The olenelloid trilobite genus Laudonia Harrington, 1956 was thought to occur widely along the Cordilleran margin of Laurentia in lowermost Dyeran strata (Cambrian Series 2). However, supposed occurrences in the Rosella Formation (Cassiar Mountains, northern British Columbia), the Mural Formation (Cariboo Mountains, east-central British Columbia) and the Poleta Formation (Nevada)—re-examined, morphometrically analyzed, and fully documented for the first time herein—are found to actually represent occurrences of species of Lochmanolenellus Lieberman, 1998. This revision results in the restriction of Laudonia to two species—Laudonia bispinata Harrington, 1956 and Laudonia amputata Fritz, 1992—that are known only from the Mural Formation of the Mount Robson area (Canadian Rocky Mountains, Alberta/British Columbia) and are therefore of little biostratigraphic utility. Conversely, taxonomic and morphological diversity within the formerly monotypic Lochmanolenellus is greatly expanded by the description of three new species plus several in open nomenclature.

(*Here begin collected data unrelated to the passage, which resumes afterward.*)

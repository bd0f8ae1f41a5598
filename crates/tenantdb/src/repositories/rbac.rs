use crate::error::Result;
use sqlx::PgPool;
use uuid::Uuid;

/// Role assignments in the data plane. Role definitions live in the
/// control plane; this repository only maps users to role names.
pub struct RbacRepository {
    pool: PgPool,
}

impl RbacRepository {
    pub fn new(pool: PgPool) -> Self {
        Self { pool }
    }

    pub async fn assign(&self, user_id: Uuid, role_name: &str) -> Result<()> {
        sqlx::query(
            r#"
            INSERT INTO user_roles (user_id, role_name)
            VALUES ($1, $2)
            ON CONFLICT (user_id, role_name) DO NOTHING
            "#,
        )
        .bind(user_id)
        .bind(role_name)
        .execute(&self.pool)
        .await?;
        Ok(())
    }

    pub async fn unassign(&self, user_id: Uuid, role_name: &str) -> Result<bool> {
        let result = sqlx::query("DELETE FROM user_roles WHERE user_id = $1 AND role_name = $2")
            .bind(user_id)
            .bind(role_name)
            .execute(&self.pool)
            .await?;
        Ok(result.rows_affected() > 0)
    }

    pub async fn roles_for_user(&self, user_id: Uuid) -> Result<Vec<String>> {
        let roles: Vec<String> = sqlx::query_scalar(
            "SELECT role_name FROM user_roles WHERE user_id = $1 ORDER BY role_name",
        )
        .bind(user_id)
        .fetch_all(&self.pool)
        .await?;
        Ok(roles)
    }

    pub async fn users_with_role(&self, role_name: &str) -> Result<Vec<Uuid>> {
        let users: Vec<Uuid> = sqlx::query_scalar(
            "SELECT user_id FROM user_roles WHERE role_name = $1 ORDER BY user_id",
        )
        .bind(role_name)
        .fetch_all(&self.pool)
        .await?;
        Ok(users)
    }
}
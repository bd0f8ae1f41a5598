use crate::error::{CacheError, Result};
use redis::{aio::ConnectionManager, AsyncCommands, Client};
use serde::{de::DeserializeOwned, Serialize};
use std::time::Duration;

#[derive(Debug, Clone)]
pub struct CacheConfig {
    pub url: String,
    /// Prepended to every key so tenants sharing a Redis stay isolated.
    pub key_prefix: String,
}

impl Default for CacheConfig {
    fn default() -> Self {
        Self {
            url: "redis://localhost:6379".to_string(),
            key_prefix: String::new(),
        }
    }
}

impl CacheConfig {
    pub fn from_env() -> Self {
        Self {
            url: std::env::var("REDIS_URL").unwrap_or_else(|_| Self::default().url),
            key_prefix: std::env::var("REDIS_KEY_PREFIX").unwrap_or_default(),
        }
    }
}

/// Redis-backed cache handed to the tenant data-access facade.
#[derive(Clone)]
pub struct Cache {
    manager: ConnectionManager,
    key_prefix: String,
}

impl Cache {
    pub async fn new(config: CacheConfig) -> Result<Self> {
        let client = Client::open(config.url)?;
        let manager = ConnectionManager::new(client).await?;

        Ok(Self {
            manager,
            key_prefix: config.key_prefix,
        })
    }

    fn key(&self, key: &str) -> String {
        if self.key_prefix.is_empty() {
            key.to_string()
        } else {
            format!("{}:{}", self.key_prefix, key)
        }
    }

    /// Set a value with optional TTL (seconds)
    pub async fn set<T: Serialize>(
        &self,
        key: &str,
        value: &T,
        ttl_seconds: Option<u64>,
    ) -> Result<()> {
        let serialized = serde_json::to_string(value)?;
        let mut conn = self.manager.clone();

        match ttl_seconds {
            Some(ttl) => conn.set_ex::<_, _, ()>(self.key(key), serialized, ttl).await?,
            None => conn.set::<_, _, ()>(self.key(key), serialized).await?,
        }

        Ok(())
    }

    /// Get a value
    pub async fn get<T: DeserializeOwned>(&self, key: &str) -> Result<Option<T>> {
        let mut conn = self.manager.clone();
        let value: Option<String> = conn.get(self.key(key)).await?;

        match value {
            Some(s) => Ok(Some(serde_json::from_str(&s)?)),
            None => Ok(None),
        }
    }

    /// Delete a key
    pub async fn delete(&self, key: &str) -> Result<()> {
        let mut conn = self.manager.clone();
        conn.del::<_, ()>(self.key(key)).await?;
        Ok(())
    }

    /// Delete all keys matching a pattern
    pub async fn delete_pattern(&self, pattern: &str) -> Result<u64> {
        let mut conn = self.manager.clone();
        let keys: Vec<String> = conn.keys(self.key(pattern)).await?;

        if keys.is_empty() {
            return Ok(0);
        }

        let count = keys.len() as u64;
        conn.del::<_, ()>(keys).await?;
        Ok(count)
    }

    /// Ping with a deadline; infra stats and readiness call this under
    /// their own budget.
    pub async fn ping(&self, timeout: Duration) -> Result<()> {
        let mut conn = self.manager.clone();
        tokio::time::timeout(timeout, redis::cmd("PING").query_async::<()>(&mut conn))
            .await
            .map_err(|_| CacheError::PingTimeout)??;
        Ok(())
    }
}

// Helper functions for common cache key patterns
pub fn settings_cache_key(tenant_slug: &str) -> String {
    format!("settings:{}", tenant_slug)
}

pub fn jwks_cache_key(tenant_slug: &str) -> String {
    format!("jwks:{}", tenant_slug)
}

pub fn user_cache_key(user_id: &str) -> String {
    format!("user:{}", user_id)
}
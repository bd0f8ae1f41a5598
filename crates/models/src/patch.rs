use crate::tenant::{
    CacheSettings, IssuerMode, SocialProviders, UserDbDriver, UserField,
};
use serde::de::DeserializeOwned;
use serde::{Deserialize, Deserializer, Serialize};
use std::collections::BTreeMap;

/// Three-valued presence for PATCH bodies.
///
/// JSON distinguishes a field that is absent from one that is explicitly
/// `null`; both collapse to `None` under a plain `Option`. Update DTOs
/// wrap optional scalars in `Patch` so "leave unchanged", "clear", and
/// "set" survive deserialization.
#[derive(Debug, Clone, Default, PartialEq)]
pub enum Patch<T> {
    /// Field absent from the request: leave the current value unchanged.
    #[default]
    Absent,
    /// Field present as `null`: clear the current value.
    Null,
    /// Field present with a value: replace the current value.
    Value(T),
}

impl<T> Patch<T> {
    pub fn is_absent(&self) -> bool {
        matches!(self, Patch::Absent)
    }

    /// Apply this patch to an optional target field.
    pub fn apply_to(self, target: &mut Option<T>) {
        match self {
            Patch::Absent => {}
            Patch::Null => *target = None,
            Patch::Value(v) => *target = Some(v),
        }
    }

    /// Apply this patch to a required target field; `null` is ignored.
    pub fn apply_to_required(self, target: &mut T) {
        if let Patch::Value(v) = self {
            *target = v;
        }
    }
}

impl<'de, T> Deserialize<'de> for Patch<T>
where
    T: DeserializeOwned,
{
    fn deserialize<D>(deserializer: D) -> Result<Self, D::Error>
    where
        D: Deserializer<'de>,
    {
        // Reached only when the field is present; #[serde(default)] on the
        // containing struct yields Absent for missing fields.
        let value = Option::<T>::deserialize(deserializer)?;
        Ok(match value {
            Some(v) => Patch::Value(v),
            None => Patch::Null,
        })
    }
}

/// Partial update for tenant settings; every field is three-valued.
#[derive(Debug, Clone, Default, Deserialize)]
#[serde(rename_all = "camelCase", default)]
pub struct TenantSettingsPatch {
    pub issuer_mode: Patch<IssuerMode>,
    pub issuer_override: Patch<String>,
    pub session_ttl_seconds: Patch<u64>,
    pub mfa_enabled: Patch<bool>,
    pub social_login_enabled: Patch<bool>,
    pub user_db: Patch<UserDbPatch>,
    pub smtp: Patch<SmtpPatch>,
    pub cache: Patch<CacheSettings>,
    pub security: Patch<SecurityPolicyPatch>,
    pub social_providers: Patch<SocialProviders>,
    pub user_fields: Patch<Vec<UserField>>,
    pub mail_templates: Patch<BTreeMap<String, crate::tenant::MailTemplate>>,
    pub consent: Patch<crate::tenant::ConsentPolicy>,
    pub claims: Patch<crate::claims::ClaimsSettings>,
}

/// Partial update of the data-plane database block.
#[derive(Debug, Clone, Deserialize, Serialize, PartialEq)]
#[serde(rename_all = "camelCase")]
pub struct UserDbPatch {
    pub driver: UserDbDriver,

    #[serde(default)]
    pub dsn: Option<String>,

    #[serde(default)]
    pub schema: Option<String>,

    #[serde(default)]
    pub max_connections: Option<u32>,
}

/// Partial update of the SMTP block.
#[derive(Debug, Clone, Deserialize, Serialize, PartialEq)]
#[serde(rename_all = "camelCase")]
pub struct SmtpPatch {
    pub host: String,
    pub port: u16,
    pub username: String,

    #[serde(default)]
    pub password: Option<String>,

    pub sender_address: String,

    #[serde(default)]
    pub sender_name: String,
}

/// Partial update of the security policy; plain options suffice because
/// none of these fields is clearable.
#[derive(Debug, Clone, Default, Deserialize, Serialize)]
#[serde(rename_all = "camelCase")]
pub struct SecurityPolicyPatch {
    pub password_min_length: Option<usize>,
    pub max_login_attempts: Option<u32>,
    pub lockout_duration_minutes: Option<u32>,
}

#[cfg(test)]
mod tests {
    use super::*;

    #[derive(Debug, Deserialize, Default)]
    #[serde(default)]
    struct Probe {
        field: Patch<String>,
    }

    #[test]
    fn test_absent_field() {
        let probe: Probe = serde_json::from_str("{}").unwrap();
        assert_eq!(probe.field, Patch::Absent);
    }

    #[test]
    fn test_null_field() {
        let probe: Probe = serde_json::from_str(r#"{"field":null}"#).unwrap();
        assert_eq!(probe.field, Patch::Null);
    }

    #[test]
    fn test_present_field() {
        let probe: Probe = serde_json::from_str(r#"{"field":"x"}"#).unwrap();
        assert_eq!(probe.field, Patch::Value("x".to_string()));
    }

    #[test]
    fn test_apply_semantics() {
        let mut target = Some("old".to_string());
        Patch::Absent.apply_to(&mut target);
        assert_eq!(target.as_deref(), Some("old"));

        Patch::Value("new".to_string()).apply_to(&mut target);
        assert_eq!(target.as_deref(), Some("new"));

        Patch::<String>::Null.apply_to(&mut target);
        assert_eq!(target, None);
    }

    #[test]
    fn test_settings_patch_distinguishes_mfa_presence() {
        let patch: TenantSettingsPatch = serde_json::from_str(r#"{"mfaEnabled":true}"#).unwrap();
        assert_eq!(patch.mfa_enabled, Patch::Value(true));
        assert!(patch.session_ttl_seconds.is_absent());
        assert!(patch.user_db.is_absent());
    }
}
use chrono::{DateTime, Utc};
use serde::{Deserialize, Serialize};
use std::collections::BTreeMap;
use uuid::Uuid;
use validator::Validate;

/// Custom claim definition. The `name` is immutable after create.
#[derive(Debug, Clone, Serialize, Deserialize, PartialEq)]
#[serde(rename_all = "camelCase")]
pub struct ClaimDefinition {
    pub id: Uuid,
    pub name: String,

    #[serde(default)]
    pub description: String,

    /// Free-form source expression evaluated by the token issuer.
    #[serde(default)]
    pub source: String,

    #[serde(default)]
    pub enabled: bool,

    pub created_at: DateTime<Utc>,
    pub updated_at: DateTime<Utc>,
}

/// Create claim request
#[derive(Debug, Clone, Serialize, Deserialize, Validate)]
#[serde(rename_all = "camelCase")]
pub struct CreateClaim {
    #[validate(length(min = 1, max = 128))]
    pub name: String,

    #[serde(default)]
    pub description: String,

    #[serde(default)]
    pub source: String,

    #[serde(default = "default_true")]
    pub enabled: bool,
}

/// Update claim request (`name` is immutable)
#[derive(Debug, Clone, Serialize, Deserialize)]
#[serde(rename_all = "camelCase")]
pub struct UpdateClaim {
    pub description: Option<String>,
    pub source: Option<String>,
    pub enabled: Option<bool>,
}

fn default_true() -> bool {
    true
}

/// Built-in OIDC claim that can only be toggled on or off.
#[derive(Debug, Clone, Serialize, Deserialize, PartialEq)]
#[serde(rename_all = "camelCase")]
pub struct StandardClaim {
    pub name: String,
    pub enabled: bool,
}

/// Binding of claims to a scope beyond the scope's own claim list.
#[derive(Debug, Clone, Serialize, Deserialize, PartialEq)]
#[serde(rename_all = "camelCase")]
pub struct ScopeMapping {
    pub scope: String,
    pub claims: Vec<String>,
}

/// Claims configuration embedded in the tenant subtree.
#[derive(Debug, Clone, Serialize, Deserialize, Default, PartialEq)]
#[serde(rename_all = "camelCase")]
pub struct ClaimsSettings {
    /// Keyed by claim name; BTreeMap keeps persisted blobs key-sorted.
    #[serde(default, skip_serializing_if = "BTreeMap::is_empty")]
    pub standard: BTreeMap<String, bool>,

    #[serde(default, skip_serializing_if = "Vec::is_empty")]
    pub scope_mappings: Vec<ScopeMapping>,
}
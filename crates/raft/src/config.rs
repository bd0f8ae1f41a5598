use std::collections::BTreeMap;
use std::time::Duration;

/// Replication settings for one node.
#[derive(Debug, Clone)]
pub struct RaftConfig {
    /// Stable node identifier within the cluster.
    pub node_id: String,

    /// Address peers use to reach this node's internal RPC routes.
    pub advertise_addr: String,

    /// Initial peer set, `node_id -> base URL`. Excludes this node.
    pub peers: BTreeMap<String, String>,

    /// Election fires between min and min+jitter after the last heartbeat.
    pub election_timeout_min: Duration,
    pub election_timeout_jitter: Duration,

    pub heartbeat_interval: Duration,

    /// Per-RPC deadline for peer calls.
    pub rpc_timeout: Duration,
}

impl Default for RaftConfig {
    fn default() -> Self {
        Self {
            node_id: "node-1".to_string(),
            advertise_addr: "http://127.0.0.1:8080".to_string(),
            peers: BTreeMap::new(),
            election_timeout_min: Duration::from_millis(1500),
            election_timeout_jitter: Duration::from_millis(1500),
            heartbeat_interval: Duration::from_millis(300),
            rpc_timeout: Duration::from_secs(2),
        }
    }
}

impl RaftConfig {
    /// Load from environment.
    ///
    /// `HIVEJAR_PEERS` is a comma-separated list of `id=url` pairs, e.g.
    /// `node-2=http://10.0.0.2:8080,node-3=http://10.0.0.3:8080`.
    pub fn from_env() -> Self {
        let defaults = Self::default();
        let mut peers = BTreeMap::new();
        if let Ok(raw) = std::env::var("HIVEJAR_PEERS") {
            for pair in raw.split(',').filter(|p| !p.trim().is_empty()) {
                if let Some((id, url)) = pair.split_once('=') {
                    peers.insert(id.trim().to_string(), url.trim().to_string());
                }
            }
        }

        Self {
            node_id: std::env::var("HIVEJAR_NODE_ID").unwrap_or(defaults.node_id),
            advertise_addr: std::env::var("HIVEJAR_ADVERTISE_ADDR").unwrap_or(defaults.advertise_addr),
            peers,
            ..defaults
        }
    }
}

#[cfg(test)]
mod tests {
    use super::*;

    #[test]
    fn test_default_timing_is_sane() {
        let config = RaftConfig::default();
        assert!(config.election_timeout_min > config.heartbeat_interval);
        assert!(config.election_timeout_jitter > Duration::ZERO);
    }
}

The new species form a stratigraphic succession comprising Lochmanolenellus pentagonalis n. sp. (oldest) followed by Lochmanolenellus subquadratus n. sp. and then Lochmanolenellus trapezoidalis n. sp. (youngest) in the Cassiar Mountains and in Nevada, and thus seem to offer some biostratigraphic utility. Lochmanolenellus primus (Lochman in Cooper et al., 1952), the genotype, occurs only in the Puerto Blanco Formation (Caborca area, Sonora). These new data, combined with a comparative study of the ontogenetic development of the cephalon of each of the new species of Lochmanolenellus to other olenelloids, strongly suggest that Lochmanolenellus is closely related to “wanneriid” olenelloids such as Wanneria Walcott, 1910 and Elliptocephala Emmons, 1844 rather than to biceratopsid olenelloids.